Caindo na Real - Crônica "Estado de Minas" - 3/3/2016

Puxa vida! Aquela barba bem escura lhe trouxera tanta sorte nas conquistas amorosas que os amigos passaram a vê-lo de forma diferente. Mexeu tanto com seu ego que sentia-se mais corajoso. Só que, de repente, teve de retirá-la. Foi um tortuoso processo desenvolvido na barbearia de seu bairro. O próprio dono do salão fez questão de executar o trabalho lamentando perder a frequência quinzenal do cliente. Nem por isso deixou de caprichar no corte e escanhoar a pele do freguês com navalha.

Enquanto executava a poda dos cabelos, o barbeiro perguntou a causa de decisão tão radical, já que, segundo consta, quem raspa a barba perde pontos não só com as moças mas com a comunidade dos novos tempos em constante evolução existencial.

Como profissional no assunto, informou que o crescimento dos cabelos depende do aumento do nível de testosterona no corpo humano, o que representa mais sexualidade, vamos dizer assim.

Entretanto não era o caso, explicou o jovem nem tão jovem assim. Os motivos para a decisão começavam pela coceira no rosto que não lhe dava trégua, irritando-o profundamente.

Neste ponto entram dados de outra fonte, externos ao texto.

//! Builders for synthetic records, shared by the test suites of the fetch and reassembly crates.

use crate::{AGGREGATE_COMPLETE_TYPE, Fragment, FragmentEntry, RawRecord, RecordBody, RecordMeta, TRANSFER_TYPE};

/// Hex encode `content` behind a zero type tag, the way message payloads are stored.
pub fn encode_fragment(content: impl AsRef<[u8]>) -> String {
    format!("00{}", hex::encode_upper(content))
}

/// A deterministic, unique content hash for a synthetic record.
pub fn record_hash(seed: u64) -> String {
    format!("{:064X}", seed.wrapping_mul(0x9E37_79B9_7F4A_7C15))
}

/// A fixed-width record id, so lexical and numeric order agree.
pub fn record_id(seed: u64) -> String {
    format!("{seed:024X}")
}

pub fn transfer_fragment(message: Option<String>) -> Fragment {
    Fragment {
        fragment_type: Some(TRANSFER_TYPE),
        message,
    }
}

/// An aggregate holding the given fragments.
pub fn aggregate_with_fragments(seed: u64, fragments: Vec<Fragment>) -> RawRecord {
    RawRecord {
        id: Some(record_id(seed)),
        meta: RecordMeta {
            hash: Some(record_hash(seed)),
            height: Some(1000 + seed),
            timestamp: Some((seed * 15_000).to_string()),
        },
        transaction: RecordBody {
            record_type: Some(AGGREGATE_COMPLETE_TYPE),
            transactions: fragments.into_iter().map(|transaction| FragmentEntry { transaction }).collect(),
        },
    }
}

/// An aggregate whose first fragment carries `key` as decimal text, followed by one fragment per part.
pub fn aggregate_record(key: u64, parts: &[&str]) -> RawRecord {
    aggregate_with_seed(key, key, parts)
}

/// Like [`aggregate_record`], with the record identity taken from `seed` instead of the key.  Used to
/// build several records that claim the same key.
pub fn aggregate_with_seed(seed: u64, key: u64, parts: &[&str]) -> RawRecord {
    let fragments = std::iter::once(key.to_string().as_str())
        .chain(parts.iter().copied())
        .map(|text| transfer_fragment(Some(encode_fragment(text))))
        .collect::<Vec<_>>();

    aggregate_with_fragments(seed, fragments)
}

#[cfg(test)]
mod tests {
    use super::*;

    #[test]
    fn test_builders() {
        assert_eq!(encode_fragment("1"), "0031");
        assert_ne!(record_hash(1), record_hash(2));
        assert!(record_id(9) < record_id(10));

        let record = aggregate_record(7, &["ab", "cd"]);
        assert_eq!(record.fragments().len(), 3);
        assert_eq!(record.fragments().next().unwrap().message.as_deref(), Some("0037"));
        assert!(record.contains_fragment_type(TRANSFER_TYPE));
    }
}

Outro obstáculo: na sua banca de produtos variados, o olhar dos fregueses dava a entender que a barba os incomodava, a maioria deles formada por pessoas idosas e exigentes.

Seus pais é que ficaram felizes com a decisão do filho trabalhador e honesto, não que a barba fosse motivo de desconfiança, muito pelo contrário. Para sua mãe, ele voltava a transmitir a natural simpatia que a barba parecia esconder.

Até que um freguês intelectual, dono de portentosa barba, vendo-o com o rosto escanhoado, achou que sua aparência revelava pessoa com o pé fincado na realidade, dizendo:

- De tempos em tempos aparece uma moda e depois todos caímos na real como pregava Freud, aliás um barbudo de peso.